A sociedade agrícola que dominou os séculos XVI e XVII cedeu lugar à sociedade industrial dos séculos XVIII, XIX e XX, que por sua vez está cedendo espaço, nesta virada de milênio, para a sociedade da informação. Hoje, os avanços tecnológicos se processam num ritmo inimaginável há quatro décadas atrás. A ciência moderna se desenvolve numa velocidade espantosa, e as conquistas obtidas são compartilhas quase que em tempo real por todas as comunidades científicas do planeta.
Tudo parece estar caminhando na direção certa, em termos de desenvolvimento, não fossem alguns sinais de que algumas estratégias adotadas pelo ser humano estão causando impactos extremamente danosos para a saúde do planeta, colocando em risco a preservação das gerações futuras. Na ânsia de ocupar os melhores espaços disponíveis na superfície da Terra, o ser humano promoveu uma verdadeira devastação dos recursos naturais, causando desequilíbrios significativos no ecossistema planetário: (a) na Europa, Ásia e América do Norte, promoveu-se a dizimação de quase todas as florestas primitivas, e o pouco que resta está em processo de degradação; (b) nos grandes centros urbanos, quase cem por cento dos cursos d’água estão comprometidos em função da poluição doméstica e industrial; (c) o efeito estufa é hoje uma preocupação mundial, resultado do descontrole na emissão de gases danosos à atmosfera do planeta; (d) o êxodo rural é uma realidade na maioria dos países em desenvolvimento, o que compromete significativamente a qualidade de vida nas grandes metrópoles, envolvendo problemas de violência, saúde, habitação e transporte.

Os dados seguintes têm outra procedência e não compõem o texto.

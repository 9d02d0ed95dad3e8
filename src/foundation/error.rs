/// Convenience result alias used throughout the crate.
pub type CocoonResult<T> = Result<T, CocoonError>;

/// Error type for configuration, validation and rendering failures.
///
/// Per-vertex evaluation never produces an error; degenerate inputs are sanitized instead.
#[derive(thiserror::Error, Debug)]
pub enum CocoonError {
    /// Input failed a structural or range check.
    #[error("validation error: {0}")]
    Validation(String),

    /// Scene configuration could not be read or parsed.
    #[error("config error: {0}")]
    Config(String),

    /// Rasterization or post-processing failed.
    #[error("render error: {0}")]
    Render(String),

    /// Filesystem or stream failure while writing output.
    #[error("io error: {0}")]
    Io(String),

    /// Failure reported by a third-party encoder, with its source chain kept.
    #[error(transparent)]
    Other(#[from] anyhow::Error),
}

impl CocoonError {
    /// Build a [`CocoonError::Validation`].
    pub fn validation(msg: impl Into<String>) -> Self {
        Self::Validation(msg.into())
    }

    /// Build a [`CocoonError::Config`].
    pub fn config(msg: impl Into<String>) -> Self {
        Self::Config(msg.into())
    }

    /// Build a [`CocoonError::Render`].
    pub fn render(msg: impl Into<String>) -> Self {
        Self::Render(msg.into())
    }

    /// Build a [`CocoonError::Io`].
    pub fn io(msg: impl Into<String>) -> Self {
        Self::Io(msg.into())
    }
}

#[cfg(test)]
#[path = "../../tests/unit/foundation/error.rs"]
mod tests;
use super::*;
use crate::foundation::core::Vec3;

fn linear_timeline(spin: IdleSpin) -> MorphTimeline {
    MorphTimeline::new(
        ProgressCurve::Ease {
            start: 2.0,
            duration: 4.0,
            ease: Ease::Linear,
        },
        MorphParams::default(),
        spin,
        10.0,
    )
    .unwrap()
}

#[test]
fn params_carry_time_and_progress() {
    let tl = linear_timeline(IdleSpin::default());
    let p = tl.params_at(4.0);
    assert_eq!(p.time, 4.0);
    assert_eq!(p.morph_progress, 0.5);
    assert_eq!(p.petal_count, 6);
}

#[test]
fn spin_freezes_once_threshold_is_reached() {
    let tl = linear_timeline(IdleSpin::default());
    let freeze = tl.freeze_at().unwrap();
    assert!((freeze - 2.4).abs() < 1e-3);

    let frozen = tl.rotation_at(freeze);
    assert!(tl.rotation_at(9.0).angle_between(frozen) < 1e-5);
    assert!(tl.rotation_at(1.0).angle_between(frozen) > 1e-3);
}

#[test]
fn spin_runs_forever_when_never_morphing() {
    let tl = MorphTimeline::new(
        ProgressCurve::Hold { value: 0.0 },
        MorphParams::default(),
        IdleSpin::default(),
        10.0,
    )
    .unwrap();
    assert_eq!(tl.freeze_at(), None);
    let (_, yaw) = IdleSpin::default().angles(30.0, tl.freeze_at());
    assert!((yaw - 3.0).abs() < 1e-5);
}

#[test]
fn spin_matches_reference_angles() {
    let spin = IdleSpin::default();
    let (pitch, yaw) = spin.angles(2.0, None);
    assert!((pitch - (0.5f32).sin() * 0.2).abs() < 1e-6);
    assert!((yaw - 0.2).abs() < 1e-6);

    let q = spin.rotation(0.0, None);
    assert!((q * Vec3::Z - Vec3::Z).length() < 1e-6);
}

#[test]
fn disabled_spin_is_identity() {
    let tl = linear_timeline(IdleSpin::disabled());
    assert!(tl.rotation_at(1.7).angle_between(Quat::IDENTITY) < 1e-6);
}

#[test]
fn rejects_invalid_curve() {
    let err = MorphTimeline::new(
        ProgressCurve::Hold { value: f32::NAN },
        MorphParams::default(),
        IdleSpin::default(),
        1.0,
    )
    .unwrap_err();
    assert!(err.to_string().contains("validation error:"));
}
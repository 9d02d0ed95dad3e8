//! Wavefront OBJ export of deformed frames.

use std::io::Write;

use crate::foundation::error::{CocoonError, CocoonResult};
use crate::session::DeformedMesh;

/// Write `mesh` as a Wavefront OBJ with positions, texture coordinates and normals.
///
/// Positions are in model space. Faces use 1-based `a/a/a` triples since all three attribute
/// streams share one index.
pub fn write_obj<W: Write>(mut w: W, mesh: &DeformedMesh) -> CocoonResult<()> {
    let n = mesh.positions.len();
    if mesh.normals.len() != n || mesh.uvs.len() != n {
        return Err(CocoonError::validation(
            "write_obj expects positions, normals and uvs of equal length",
        ));
    }
    if mesh.indices.len() % 3 != 0 {
        return Err(CocoonError::validation(
            "write_obj expects a triangle list",
        ));
    }
    if let Some(&bad) = mesh.indices.iter().find(|&&i| i as usize >= n) {
        return Err(CocoonError::validation(format!(
            "write_obj index {bad} out of range for {n} vertices"
        )));
    }

    write_body(&mut w, mesh).map_err(|e| CocoonError::io(format!("write obj: {e}")))
}

fn write_body<W: Write>(w: &mut W, mesh: &DeformedMesh) -> std::io::Result<()> {
    writeln!(w, "# cocoon deformed mesh")?;
    writeln!(w, "# time {:.6} progress {:.6}", mesh.time, mesh.progress)?;
    writeln!(
        w,
        "# vertices {} triangles {}",
        mesh.positions.len(),
        mesh.indices.len() / 3
    )?;
    writeln!(w, "o cocoon")?;
    for p in &mesh.positions {
        writeln!(w, "v {:.6} {:.6} {:.6}", p.x, p.y, p.z)?;
    }
    for t in &mesh.uvs {
        writeln!(w, "vt {:.6} {:.6}", t.x, t.y)?;
    }
    for n in &mesh.normals {
        writeln!(w, "vn {:.6} {:.6} {:.6}", n.x, n.y, n.z)?;
    }
    for tri in mesh.indices.chunks_exact(3) {
        let [a, b, c] = [tri[0] + 1, tri[1] + 1, tri[2] + 1];
        writeln!(w, "f {a}/{a}/{a} {b}/{b}/{b} {c}/{c}/{c}")?;
    }
    w.flush()
}

#[cfg(test)]
#[path = "../tests/unit/export.rs"]
mod tests;
//! Drives `time` and `morph_progress` for each frame.
//!
//! Everything here is a pure function of scene time so frames can be rendered in any order.

mod curve;
mod ease;
mod spin;

pub use curve::ProgressCurve;
pub use ease::Ease;
pub use spin::IdleSpin;

use crate::foundation::core::Quat;
use crate::foundation::error::CocoonResult;
use crate::morph::MorphParams;

/// Curve, static look parameters and idle spin of one scene.
#[derive(Clone, Debug)]
pub struct MorphTimeline {
    curve: ProgressCurve,
    base: MorphParams,
    spin: IdleSpin,
    freeze_at: Option<f32>,
}

impl MorphTimeline {
    /// Build a timeline covering `[0, horizon_secs]`.
    ///
    /// The spin freeze time is searched once here.
    pub fn new(
        curve: ProgressCurve,
        base: MorphParams,
        spin: IdleSpin,
        horizon_secs: f32,
    ) -> CocoonResult<Self> {
        curve.validate()?;
        spin.validate()?;
        let freeze_at = curve.first_reach(spin.freeze_threshold, horizon_secs);
        tracing::debug!(?freeze_at, "timeline spin freeze");
        Ok(Self {
            curve,
            base,
            spin,
            freeze_at,
        })
    }

    /// Raw (unclamped) morph progress at `time`.
    pub fn progress_at(&self, time: f32) -> f32 {
        self.curve.progress_at(time)
    }

    /// Parameter snapshot for the frame sampled at `time`.
    pub fn params_at(&self, time: f32) -> MorphParams {
        self.base.at(time, self.curve.progress_at(time))
    }

    /// Model rotation at `time`.
    pub fn rotation_at(&self, time: f32) -> Quat {
        self.spin.rotation(time, self.freeze_at)
    }

    /// Time at which the idle spin stops, if the curve ever gets there.
    pub fn freeze_at(&self) -> Option<f32> {
        self.freeze_at
    }
}

#[cfg(test)]
#[path = "../tests/unit/timeline/timeline.rs"]
mod tests;
use crate::foundation::error::{CocoonError, CocoonResult};

/// Per-frame morph inputs.
///
/// `time` and `morph_progress` are advanced by the caller every frame; the remaining fields are
/// look parameters that usually stay fixed for a scene.
#[derive(Clone, Copy, Debug, PartialEq, serde::Serialize, serde::Deserialize)]
#[serde(default)]
pub struct MorphParams {
    /// Scene time in seconds.
    pub time: f32,
    /// 0 = cocoon, 1 = flower. Values outside `[0, 1]` are clamped at evaluation.
    pub morph_progress: f32,
    /// Number of petals around the azimuth. Clamped to at least 1 at evaluation.
    pub petal_count: u32,
    /// Radial scale applied to petal zones.
    pub petal_spread: f32,
    /// Lift of petals proportional to distance from the axis.
    pub petal_thickness: f32,
    /// Quadratic upward curl of petal tips.
    pub petal_curl: f32,
    /// Amplitude of the cocoon's noise displacement.
    pub distort_amount: f32,
    /// Height fraction (from the top pole) that forms the flower center.
    pub center_size: f32,
    /// Shape coefficients.
    pub tuning: ArtTuning,
}

impl Default for MorphParams {
    fn default() -> Self {
        Self {
            time: 0.0,
            morph_progress: 0.0,
            petal_count: 6,
            petal_spread: 2.2,
            petal_thickness: 0.35,
            petal_curl: 0.5,
            distort_amount: 0.4,
            center_size: 0.35,
            tuning: ArtTuning::default(),
        }
    }
}

impl MorphParams {
    /// Copy with `time` and `morph_progress` replaced.
    pub fn at(self, time: f32, morph_progress: f32) -> Self {
        Self {
            time,
            morph_progress,
            ..self
        }
    }

    /// Clamp the inputs the evaluator cannot handle verbatim.
    ///
    /// `morph_progress` goes to `[0, 1]` (spring drivers overshoot) and `petal_count` to `>= 1`.
    /// NaN progress is left untouched.
    pub fn sanitized(self) -> Self {
        Self {
            morph_progress: self.morph_progress.clamp(0.0, 1.0),
            petal_count: self.petal_count.max(1),
            ..self
        }
    }

    /// Strict check used when parameters come from configuration.
    pub fn validate(&self) -> CocoonResult<()> {
        let named = [
            ("time", self.time),
            ("morph_progress", self.morph_progress),
            ("petal_spread", self.petal_spread),
            ("petal_thickness", self.petal_thickness),
            ("petal_curl", self.petal_curl),
            ("distort_amount", self.distort_amount),
            ("center_size", self.center_size),
        ];
        for (name, v) in named {
            if !v.is_finite() {
                return Err(CocoonError::validation(format!(
                    "morph.{name} must be finite"
                )));
            }
        }
        if self.petal_count == 0 {
            return Err(CocoonError::validation("morph.petal_count must be >= 1"));
        }
        if self.petal_spread < 1.0 {
            return Err(CocoonError::validation("morph.petal_spread must be >= 1"));
        }
        if !(self.center_size > 0.0 && self.center_size < 1.0) {
            return Err(CocoonError::validation(
                "morph.center_size must be in (0, 1)",
            ));
        }
        self.tuning.validate()
    }
}

/// Shape coefficients of the cocoon and flower poses.
///
/// Defaults reproduce the reference look. They are art parameters, not invariants.
#[derive(Clone, Copy, Debug, PartialEq, serde::Serialize, serde::Deserialize)]
#[serde(default)]
pub struct ArtTuning {
    /// Vertical stretch of the cocoon.
    pub cocoon_stretch: f32,
    /// Spatial frequency of the cocoon noise.
    pub noise_frequency: f32,
    /// Temporal drift of the cocoon noise.
    pub noise_speed: f32,
    /// Fraction of the distortion removed at full progress.
    pub distort_fade: f32,
    /// Breathing angular speed (rad/s).
    pub breathe_speed: f32,
    /// Breathing scale amplitude.
    pub breathe_amount: f32,
    /// Normalized petal half-width at which the petal mask reaches 0.
    pub petal_falloff: f32,
    /// Smoothstep edges on normalized height for the upper (petal) zone.
    pub upper_zone: [f32; 2],
    /// Smoothstep edges on normalized height for the bottom zone (descending).
    pub bottom_zone: [f32; 2],
    /// Height scale of the flattened upper hemisphere.
    pub flatten: f32,
    /// How far the bottom zone is pulled to `bottom_floor`.
    pub bottom_curl: f32,
    /// Height the bottom zone tucks under to.
    pub bottom_floor: f32,
    /// Radial squeeze of the bottom zone.
    pub bottom_flatten: f32,
    /// Radial scale of the gaps between petals.
    pub gap_inward: f32,
    /// Height added to the center dome.
    pub center_raise: f32,
    /// Parabolic bulge of the center dome.
    pub center_bulge: f32,
    /// Height of the per-petal ripple.
    pub ripple_amount: f32,
    /// Angular speed of the per-petal ripple.
    pub ripple_speed: f32,
    /// Amplitude of the whole-flower sway.
    pub sway_amount: f32,
    /// Angular speeds of the sway on x and z.
    pub sway_speed: [f32; 2],
}

impl Default for ArtTuning {
    fn default() -> Self {
        Self {
            cocoon_stretch: 1.8,
            noise_frequency: 2.0,
            noise_speed: 2.0,
            distort_fade: 0.5,
            breathe_speed: 1.5,
            breathe_amount: 0.02,
            petal_falloff: 0.6,
            upper_zone: [-0.1, 0.4],
            bottom_zone: [0.0, -0.3],
            flatten: 0.08,
            bottom_curl: 0.9,
            bottom_floor: -0.1,
            bottom_flatten: 0.3,
            gap_inward: 0.7,
            center_raise: 0.4,
            center_bulge: 0.15,
            ripple_amount: 0.03,
            ripple_speed: 0.8,
            sway_amount: 0.03,
            sway_speed: [0.4, 0.5],
        }
    }
}

impl ArtTuning {
    /// Reject non-finite coefficients and zero-width smoothstep zones.
    pub fn validate(&self) -> CocoonResult<()> {
        let scalars = [
            self.cocoon_stretch,
            self.noise_frequency,
            self.noise_speed,
            self.distort_fade,
            self.breathe_speed,
            self.breathe_amount,
            self.petal_falloff,
            self.flatten,
            self.bottom_curl,
            self.bottom_floor,
            self.bottom_flatten,
            self.gap_inward,
            self.center_raise,
            self.center_bulge,
            self.ripple_amount,
            self.ripple_speed,
            self.sway_amount,
        ];
        let pairs = [self.upper_zone, self.bottom_zone, self.sway_speed];
        if scalars
            .iter()
            .chain(pairs.iter().flatten())
            .any(|v| !v.is_finite())
        {
            return Err(CocoonError::validation(
                "morph.tuning coefficients must be finite",
            ));
        }
        if self.petal_falloff <= 0.0 {
            return Err(CocoonError::validation(
                "morph.tuning.petal_falloff must be > 0",
            ));
        }
        if self.upper_zone[0] == self.upper_zone[1] {
            return Err(CocoonError::validation(
                "morph.tuning.upper_zone edges must differ",
            ));
        }
        if self.bottom_zone[0] == self.bottom_zone[1] {
            return Err(CocoonError::validation(
                "morph.tuning.bottom_zone edges must differ",
            ));
        }
        Ok(())
    }
}

#[cfg(test)]
#[path = "../../tests/unit/morph/params.rs"]
mod tests;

Em síntese, os avanços tecnológicos não têm dado conta dessa ocupação desordenada, desse desequilíbrio causado pela ganância humana. E tal comportamento deve ser avaliado considerando o contexto do “fazer ético”, uma vez que as ações desenvolvidas pelas empresas ou corporações têm no seu nascedouro o “fazer individual”, seja na área técnica, seja na gerencial. O profissional cidadão tem claro na sua mente que toda ação executada, independente da sua dimensão ou abrangência, é resultado de uma decisão individual. Em outras palavras, se algo foi feito é porque alguém fez (o seu executor direto) ou porque alguém mandou fazer (o administrador, o governante, o empresário ou o representante de um grupo de pessoas). Quando o dono (ou administrador) de uma indústria decide descartar os efluentes industriais da sua unidade de produção diretamente em um determinado corpo d’água (rio ou lagoa), sem nenhum tipo de tratamento, também é uma decisão individual. Quando um engenheiro ou projetista faz opção por um determinado tipo de filtro a ser colocado na chaminé de uma fábrica, menos eficiente e mais barato, também está tomando uma decisão individual. Mesmo que esse trabalho esteja sendo realizado por uma equipe técnica, sempre haverá um líder ou responsável técnico que dará a palavra final. Dentro desse contexto, somos co-responsáveis por todos os impactos que uma determinada obra possa causar, tanto às comunidades quanto ao meio ambiente. Se almejamos construir um mundo melhor, se acreditamos na possibilidade de melhorar a qualidade de vida no planeta, é fundamental assumirmos que somos todos responsáveis.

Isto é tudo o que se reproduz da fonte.